== EXTRACTED DATA ==
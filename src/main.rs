//! guidance - quality and eligibility gate for career-guidance answers
//!
//! CLI entry point with global panic handler.

use std::io::Write;
use std::path::{Path, PathBuf};
use std::process::ExitCode;

use clap::{Parser, Subcommand};
use tracing_subscriber::{fmt, EnvFilter};

use guidance_gate::cli::config_cmd::ConfigOptions;
use guidance_gate::cli::evaluate::{load_request, EvaluateOptions};
use guidance_gate::cli::gates_cmd::GatesOptions;
use guidance_gate::cli::{ConfigCommand, EvaluateCommand, GatesCommand};
use guidance_gate::config::{guidance_home, Config};
use guidance_gate::core::LearnerProfile;
use guidance_gate::error::{exit_codes, GuidanceError};
use guidance_gate::storage::FileGateRepository;

// =============================================================================
// CLI Definition
// =============================================================================

/// Quality and eligibility gate for career-guidance answers
#[derive(Parser)]
#[command(name = "guidance")]
#[command(author, version, about, long_about = None)]
struct Cli {
    /// Increase log verbosity (-v debug, -vv trace)
    #[arg(long, short, action = clap::ArgAction::Count, global = true)]
    verbose: u8,

    #[command(subcommand)]
    command: Commands,
}

#[derive(Subcommand)]
enum Commands {
    /// Run a guidance request through the quality pipeline
    Evaluate {
        /// JSON file holding the request
        #[arg(long, short)]
        request: PathBuf,
        /// JSON gate file (overrides repository.gates_path)
        #[arg(long, short)]
        gates: Option<PathBuf>,
        /// Output as JSON
        #[arg(long, short)]
        json: bool,
        /// Suppress output
        #[arg(long, short)]
        quiet: bool,
    },

    /// Show the gates a learner profile triggers
    Gates {
        /// School grade
        #[arg(long)]
        grade: u8,
        /// Subject the learner takes (repeatable)
        #[arg(long = "subject")]
        subjects: Vec<String>,
        /// Career interest (repeatable)
        #[arg(long = "interest")]
        interests: Vec<String>,
        /// Target institution
        #[arg(long)]
        institution: Option<String>,
        /// JSON gate file (overrides repository.gates_path)
        #[arg(long)]
        gates: Option<PathBuf>,
        /// List blocking gates first
        #[arg(long)]
        by_severity: bool,
        /// Output as JSON
        #[arg(long, short)]
        json: bool,
    },

    /// Print the effective configuration
    Config {
        /// Output as JSON instead of TOML
        #[arg(long, short)]
        json: bool,
    },
}

// =============================================================================
// Main Entry Point
// =============================================================================

fn main() -> ExitCode {
    setup_panic_handler();

    let cli = Cli::parse();
    init_logging(cli.verbose);

    match run(cli.command) {
        Ok(code) => code,
        Err(e) => {
            eprintln!("guidance error: {}", e);
            exit_code(exit_codes::CRASH)
        }
    }
}

fn init_logging(verbose: u8) {
    let filter = match verbose {
        0 => EnvFilter::try_from_env("GUIDANCE_LOG").unwrap_or_else(|_| EnvFilter::new("warn")),
        1 => EnvFilter::new("debug"),
        _ => EnvFilter::new("trace"),
    };

    fmt()
        .with_env_filter(filter)
        .with_target(true)
        .with_writer(std::io::stderr)
        .init();
}

fn setup_panic_handler() {
    std::panic::set_hook(Box::new(|info| {
        eprintln!("guidance panic: {}", info);

        if let Some(home) = guidance_home() {
            let crash_log = home.join("crash.log");
            if let Ok(mut file) = std::fs::OpenOptions::new()
                .create(true)
                .append(true)
                .open(&crash_log)
            {
                let timestamp = chrono::Utc::now().format("%Y-%m-%d %H:%M:%S UTC");
                let _ = writeln!(file, "[{}] {}", timestamp, info);
            }
        }

        std::process::exit(exit_codes::CRASH);
    }));
}

fn exit_code(code: i32) -> ExitCode {
    ExitCode::from(code as u8)
}

fn run(command: Commands) -> Result<ExitCode, Box<dyn std::error::Error>> {
    let config = Config::load();

    match command {
        Commands::Evaluate {
            request,
            gates,
            json,
            quiet,
        } => run_evaluate(&request, gates, json, quiet, &config),
        Commands::Gates {
            grade,
            subjects,
            interests,
            institution,
            gates,
            by_severity,
            json,
        } => {
            let mut profile = LearnerProfile::new(grade);
            profile.subjects.extend(subjects);
            profile.career_interests.extend(interests);
            profile.target_institution = institution;
            run_gates(&profile, gates, by_severity, json, &config)
        }
        Commands::Config { json } => run_config(json, config),
    }
}

// =============================================================================
// Command Implementations
// =============================================================================

fn gate_repository(
    explicit: Option<PathBuf>,
    config: &Config,
) -> Result<FileGateRepository, GuidanceError> {
    explicit
        .or_else(|| config.repository.gates_path.clone())
        .map(FileGateRepository::new)
        .ok_or_else(|| {
            GuidanceError::config(
                "no gate file: pass --gates or set repository.gates_path / GUIDANCE_GATES_PATH",
            )
        })
}

fn run_evaluate(
    request_path: &Path,
    gates: Option<PathBuf>,
    json: bool,
    quiet: bool,
    config: &Config,
) -> Result<ExitCode, Box<dyn std::error::Error>> {
    let repository = gate_repository(gates, config)?;
    let request = load_request(request_path)?;

    let command = EvaluateCommand::new(repository, config);
    let options = EvaluateOptions { json, quiet };
    let output = command.run(&request, &options);

    let formatted = command.format_output(&output, &options);
    if !formatted.is_empty() {
        print!("{}", formatted);
    }

    Ok(exit_code(output.exit_code()))
}

fn run_gates(
    profile: &LearnerProfile,
    gates: Option<PathBuf>,
    by_severity: bool,
    json: bool,
    config: &Config,
) -> Result<ExitCode, Box<dyn std::error::Error>> {
    let repository = gate_repository(gates, config)?;

    let command = GatesCommand::new(repository, config.gates.clone());
    let options = GatesOptions {
        json,
        quiet: false,
        by_severity,
    };
    let output = command.run(profile, &options);
    print!("{}", command.format_output(&output, &options));

    if output.success {
        Ok(exit_code(exit_codes::APPROVE))
    } else {
        Ok(exit_code(exit_codes::CRASH))
    }
}

fn run_config(json: bool, config: Config) -> Result<ExitCode, Box<dyn std::error::Error>> {
    let rendered = ConfigCommand::new(config).run(&ConfigOptions { json })?;
    print!("{}", rendered);
    Ok(exit_code(exit_codes::APPROVE))
}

== EXERCISE PROMPT ==
Search the records for the word "grade". Copy every line that has it.

== TASK ANSWER ==
        /// School grade
        grade: u8,
            grade,
            let mut profile = LearnerProfile::new(grade);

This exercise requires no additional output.